Lopez and the ProParque team were working on parallel paths when they met in November 2011. Both recognized that this online reservation gap represented a market failure and an opportunity. Major global and regional travel sites such as Travelocity, Expedia, and Despegar make a profit through their volume of hotels and bookings. For these global portals, the fragmented small hotel industry in Honduras could not generate a return on investment: the cost to reach out and sign up the hotels would far exceed any short-term profit they might realize. Additionally, many Honduran hoteliers lacked the basic requirements—such as bank accounts, internet access, and computer skills—to participate in this type of system.

Before meeting Lopez, the ProParque team had considered several solutions. One global travel software firm had approached the Government of Honduras and offered to provide access to its global reservation site for all hotels in Honduras for $10,000 per month. For ProParque, this potential grant could meet one of our objectives, but it was very expensive and raised questions of sustainability. Where would the monthly fee come from after the project ends in 2015? Would small hotel owners sign up, and would they have the necessary computer literacy?

Screenshot of planturismo.com

Using seed funding, Gabriel Lopez had already hired a designer and built the software to run planturismo.com, and now faced the question of how to deliver the site to his audiences. For PlanTurismo to become profitable and sustainable, he needed a large volume of hotels, internet-literate small-hotel owners, and a steady flow of interested lodgers. For ProParque, this represented a market-based solution to our objective of increasing traffic around national parks.
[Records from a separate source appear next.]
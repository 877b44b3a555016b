//! Diagnostic hooks for cache transitions.
//!
//! Every [`ResultCache`](crate::cache::ResultCache) lookup ends in exactly one
//! of hit, expired or miss, and every successful recompute adds a put.
//! Implement [`CacheObserver`] to forward these to your monitoring system:
//!
//! ```ignore
//! use aspect_kit::observability::CacheObserver;
//!
//! struct PrometheusObserver;
//!
//! impl CacheObserver for PrometheusObserver {
//!     fn record_hit(&self, _key: &str) {
//!         // counter!("result_cache_hits").increment(1);
//!     }
//!     // ... implement other methods
//! }
//!
//! // let cache = ResultCache::new(ttl).with_observer(Arc::new(PrometheusObserver));
//! ```
//!
//! Default behavior is [`LogObserver`], which writes one `info` line per
//! transition via the `log` crate.

/// Sink for cache state transitions.
pub trait CacheObserver: Send + Sync {
    /// A fresh entry was served.
    fn record_hit(&self, key: &str) {
        info!("CACHE_HIT key={}", key);
    }

    /// An entry was found but its TTL had elapsed.
    fn record_expired(&self, key: &str) {
        info!("CACHE_EXPIRED key={}", key);
    }

    /// No entry existed for the key.
    fn record_miss(&self, key: &str) {
        info!("CACHE_MISS key={}", key);
    }

    /// A computed value was stored.
    fn record_put(&self, key: &str) {
        info!("CACHE_PUT key={}", key);
    }

    /// An entry was dropped to respect a capacity bound.
    fn record_evicted(&self, key: &str) {
        debug!("CACHE_EVICTED key={}", key);
    }
}

/// Default observer: logs every transition.
#[derive(Clone, Default)]
pub struct LogObserver;

impl CacheObserver for LogObserver {}

/// Silent observer.
#[derive(Clone, Default)]
pub struct NoOpObserver;

impl CacheObserver for NoOpObserver {
    fn record_hit(&self, _key: &str) {}
    fn record_expired(&self, _key: &str) {}
    fn record_miss(&self, _key: &str) {}
    fn record_put(&self, _key: &str) {}
    fn record_evicted(&self, _key: &str) {}
}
With a grant to Lopez of $67,000, which enabled him to pursue the portal full time, we contracted PlanTurismo to provide:

  • At least 40 hotels in its system from ProParque’s five high-priority destinations;
  • Technical assistance to small hotels on how to use the system;
  • A connection from PlanTurismo.com to global reservation systems and social networks; and
  • Sustainable management of the site.

Small Business Sprouts

Since launching planturismo.com in January 2013, Lopez has traveled across Honduras recruiting hotel owners to his low-cost, low-risk platform. He delivers in-person training on how to use the system and advertise online, complete with manuals and tutorial videos; Lopez created a virtual training platform within planturismo.com that enables hotel owners to sign up for and learn the system from anywhere in the country.

It is early yet, but through October, Lopez had signed up 142 hotels and completed 40 bookings, generating nearly $6,000 in revenue for the portal’s member hotels. In the meantime, the number of visitors to the five ProParque priority destinations has increased between 12 and 28 percent.

Lopez is realistic about the challenges faced by PlanTurismo, including the need to increase marketing through social media, raise awareness among travel agencies, and generate buzz to attract hotels and potential travelers. He also needs to upgrade the website’s software to be compatible with more sophisticated systems and thus enable small Honduran hotels to be booked through global platforms.

Of the 420 small to medium-sized hotels in the country, Lopez expects to have signed up 400 by the end of 2014 and begin including hotels in Guatemala, Nicaragua, and Colombia. “The portal was designed to be a leading global tool in the field and make it easier for small hoteliers to operate, sell, and run their businesses,” Lopez said. “Little by little, we are coming closer to our vision.”